PROBLEM STATEMENT: Return exactly, and only, the lines from the line containing "pub fn verify_sha256(path: &Path, expected: &str)" through the final line of the records below, both included.

Stored data:
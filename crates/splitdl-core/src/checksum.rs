//! Whole-file SHA-256, computed after a transfer rather than inline.

use anyhow::{Context, Result};
use sha2::{Digest, Sha256};
use std::fs::File;
use std::io::Read;
use std::path::Path;

const BUF_SIZE: usize = 64 * 1024;

/// Lowercase hex SHA-256 of the file at `path`.
pub fn sha256_path(path: &Path) -> Result<String> {
    let mut f = File::open(path).with_context(|| format!("open {}", path.display()))?;
    let mut hasher = Sha256::new();
    let mut buf = vec![0u8; BUF_SIZE];
    loop {
        let n = f
            .read(&mut buf)
            .with_context(|| format!("read {}", path.display()))?;
        if n == 0 {
            break;
        }
        hasher.update(&buf[..n]);
    }
    Ok(hex::encode(hasher.finalize()))
}

/// Compare the file's digest against `expected` (hex, any case).
pub fn verify_sha256(path: &Path, expected: &str) -> Result<bool> {
    Ok(sha256_path(path)?.eq_ignore_ascii_case(expected.trim()))
}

SOLUTION BELOW:
pub fn verify_sha256(path: &Path, expected: &str) -> Result<bool> {
    Ok(sha256_path(path)?.eq_ignore_ascii_case(expected.trim()))
}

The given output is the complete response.